Seventeen overt acts, severally specified, are therein alleged to have been committed in pursuance of the conspiracy, some of which are certainly contrary to law. The indictment appears to contain a statement of the essential facts constituting the offense charged and is basically informative. Rule 2:4-11. If an indictment presents with reasonable certainty all the facts necessary to render the offense judicially apparent, it should not be quashed. Haase v. State , 53 N.J.L. 34 (Sup. Ct. 1890); State v. Ellenstein , 121 N.J.L. 304, 315 (Sup. Ct. 1938). Overt acts in a conspiracy indictment are not in themselves offenses charged but rather events incidental to the alleged conspiracy. State v. Continental Purchasing Co. , 119 N.J.L. 257 (Sup. Ct. 1938), affirmed 121 N.J.L. 76 (E. & A. 1938); State v. O'Brien , 136 N.J.L. 118, 123 (Sup. Ct. 1947). Supplementary information, if reasonably required by the defendant, may be elicited by means of a bill of particulars. Rule 2:4-14.

The final criticism directed against all of the indictments is that the words "a true bill" are not present in the endorsement above the signature of the foreman of the grand jury. Each indictment appears to have been "signed by the prosecuting attorney" and beneath the single word "endorsed" appears the signature of the foreman. The use of the terse expression "a true bill" in the form of the authentication of an indictment by the foreman of the grand jury has been in conformity with the conventional course of practice over a span of many years, and we do not perceive any cogent reason for the abandonment of the customary mode of identification and authentication. Indeed, it may be supposed that in the promulgation of Rule 2:4-11 declaring that "the indictment shall be endorsed by the foreman," an endorsement in the customary style and purport was contemplated.

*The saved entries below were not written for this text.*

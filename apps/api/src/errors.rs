use axum::{
    http::StatusCode,
    response::{IntoResponse, Response},
    Json,
};
use serde_json::json;
use thiserror::Error;

/// Application-level error type.
/// Implements `IntoResponse` so Axum handlers can return `Result<T, AppError>`.
#[derive(Debug, Error)]
pub enum AppError {
    #[error("Not found: {0}")]
    NotFound(String),

    #[error("Validation error: {0}")]
    Validation(String),

    #[error("Unauthorized")]
    Unauthorized,

    #[error("Forbidden")]
    Forbidden,

    #[error("Database error: {0}")]
    Database(#[from] sqlx::Error),

    #[error("Internal server error: {0}")]
    Internal(#[from] anyhow::Error),
}

impl IntoResponse for AppError {
    fn into_response(self) -> Response {
        let (status, code, message) = match &self {
            AppError::NotFound(msg) => (StatusCode::NOT_FOUND, "NOT_FOUND", msg.clone()),
            AppError::Validation(msg) => (StatusCode::BAD_REQUEST, "VALIDATION_ERROR", msg.clone()),
            AppError::Unauthorized => (
                StatusCode::UNAUTHORIZED,
                "UNAUTHORIZED",
                "Authentication required".to_string(),
            ),
            AppError::Forbidden => (
                StatusCode::FORBIDDEN,
                "FORBIDDEN",
                "Access denied".to_string(),
            ),
            AppError::Database(e) => {
                tracing::error!("Database error: {e}");
                (
                    StatusCode::INTERNAL_SERVER_ERROR,
                    "DATABASE_ERROR",
                    "A database error occurred. Please try again.".to_string(),
                )
            }
            AppError::Internal(e) => {
                tracing::error!("Internal error: {e:?}");
                (
                    StatusCode::INTERNAL_SERVER_ERROR,
                    "INTERNAL_ERROR",
                    "An internal server error occurred".to_string(),
                )
            }
        };

        let body = Json(json!({
            "error": {
                "code": code,
                "message": message
            }
        }));

        (status, body).into_response()
    }
}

However, Chief Justice Beasley explained in State v. Magrath , 44 N.J.L. 227 (Sup. Ct. 1882) why an indictment will not be quashed merely because it is not endorsed as a "true bill." Cf. State v. Shutts , 69 N.J.L. 206, 209 (Sup. Ct. 1903); State v. Unsworth , 85 N.J.L. 237

[20 NJSuper Page 325]

(E. & A. 1913); State v. McFeeley , 134 N.J.L. 463 (Sup. Ct. 1946). The pertinent provision in Rule 2:4-11 is directory and not of such a mandatory character that its inadvertent disregard vitiates the indictment. The absence of the precise certification does not materially affect any substantial right of the defendant. People v. Hazard , 361 Ill. 60, 63, 196 N.E. 827 (Sup. Ct. 1935); Frisbie v. U.S. , 157 U.S. 160, 39 L. Ed. 657, 15 S. Ct. 586 (1895).

Also encompassed by the present appeal is an order of the County Court directing that a struck jury be impanelled for the trial of the conspiracy indictment. Counsel for this defendant impugns the jurisdiction of the trial court to order a struck jury for the trial of a defendant for conspiracy. The point is untenable. Vide, R.S. 2:93-12; State v. Ellenstein , 17 N.J. Misc. 4 (O. & T. 1938); State v. Littman , 86 N.J.L. 453 (Sup. Ct. 1914), affirmed 88 N.J.L. 392 (E. & A. 1915). Notice incidentally N.J.S. 2 A:75-1.

The orders under review are affirmed with the expression of our views concerning counts 1, 2, 3, and 4 of indictment No. 985-51.